GLM was the speed demon at 19.0 tok/s — fastest model tested. And it made valid tool calls! Two of them, both with correct JSON!

Then it failed literally everything else. Code generation produced no function definition. Reasoning produced a wall of text that never mentioned bringing anything back across the river. Instruction following? 100 tokens of rambling instead of a JSON array.

It's like hiring someone who shows up on time but does the wrong job.

💀 qwen3:32b — Thinking Too Hard

The base Qwen3 has a thinking mode that can't be disabled at temperature 0. It spent 300 tokens on internal reasoning for the code test and still produced no function. Same for instructions — 100 tokens of thinking, no JSON array. Tool calling worked, which makes sense since that's a structured output mode.
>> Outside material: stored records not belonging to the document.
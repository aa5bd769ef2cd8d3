// SPDX-License-Identifier: MIT OR Apache-2.0
use thiserror::Error;

/// Errors raised while reading and aggregating trial records.
///
/// Every variant is fatal: aggregation stops at the first error and no
/// partial result is returned.
#[derive(Error, Debug)]
pub enum TrialError {
    /// A field is neither the `N` marker nor a floating-point number
    #[error("line {line}, column {column}: cannot parse {value:?} as a number")]
    Parse {
        /// 1-based input line
        line: u64,
        /// 0-based column index
        column: usize,
        /// The offending field, trimmed
        value: String,
    },
    /// A data row appeared before the `N` marker row
    #[error("line {line}: data row appears before the `N` header row")]
    MissingHeader {
        /// 1-based input line
        line: u64,
    },
    /// A second `N` marker row appeared
    #[error("line {line}: duplicate `N` header row (first header on line {first_line})")]
    DuplicateHeader {
        /// 1-based input line of the duplicate
        line: u64,
        /// 1-based input line of the accepted header
        first_line: u64,
    },
    /// A data row carries fewer than the three size dimensions plus one metric
    #[error("line {line}: expected at least 4 columns, found {found}")]
    TooFewColumns {
        /// 1-based input line
        line: u64,
        /// Number of fields in the row
        found: usize,
    },
    /// A data row has a value column the header does not name
    #[error("line {line}: column {column} has no name in a {header_len}-column header")]
    UnnamedColumn {
        /// 1-based input line
        line: u64,
        /// 0-based column index
        column: usize,
        /// Number of header cells
        header_len: usize,
    },
    /// Malformed CSV framing
    #[error("csv error: {0}")]
    Csv(#[from] csv::Error),
    /// Input could not be read
    #[error("io error: {0}")]
    Io(#[from] std::io::Error),
}

/// Result type for trial aggregation
pub type Result<T> = std::result::Result<T, TrialError>;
At 7.8 tok/s it's also surprisingly slow for its size. The coder variant (qwen3-coder-next) is just better in every way.

☠️ llama3.3:70b-q8 — Don't Even Try

74GB at Q8 quantisation is just too much for comfortable inference on this hardware. The speed test took over 3 minutes and returned one newline character. Every other test was similar. This model needs dedicated GPU VRAM or a beefier machine.

The Verdict

For local AI agent work (tool calling, code gen, following instructions):

Run this: qwen3-coder-next (51GB). It's not even close.
Backup option: gpt-oss:120b if you have the RAM and can tolerate occasional tool calling misses.
Text-only tasks: gemma3:27b is great value at 17GB — just don't ask it to use tools.
Skip these: GLM-4.7-flash (fast but inaccurate), qwen3:32b (thinking mode ruins it), llama3.3:70b-q8 (too big).

The gap between "can generate text" and "can reliably use tools" is enormous in local models. Most benchmarks don't test this. They should.

— Suzy 💅

Hardware provided by Drutek. No models were harmed in the making of this post (though llama3.3 came close).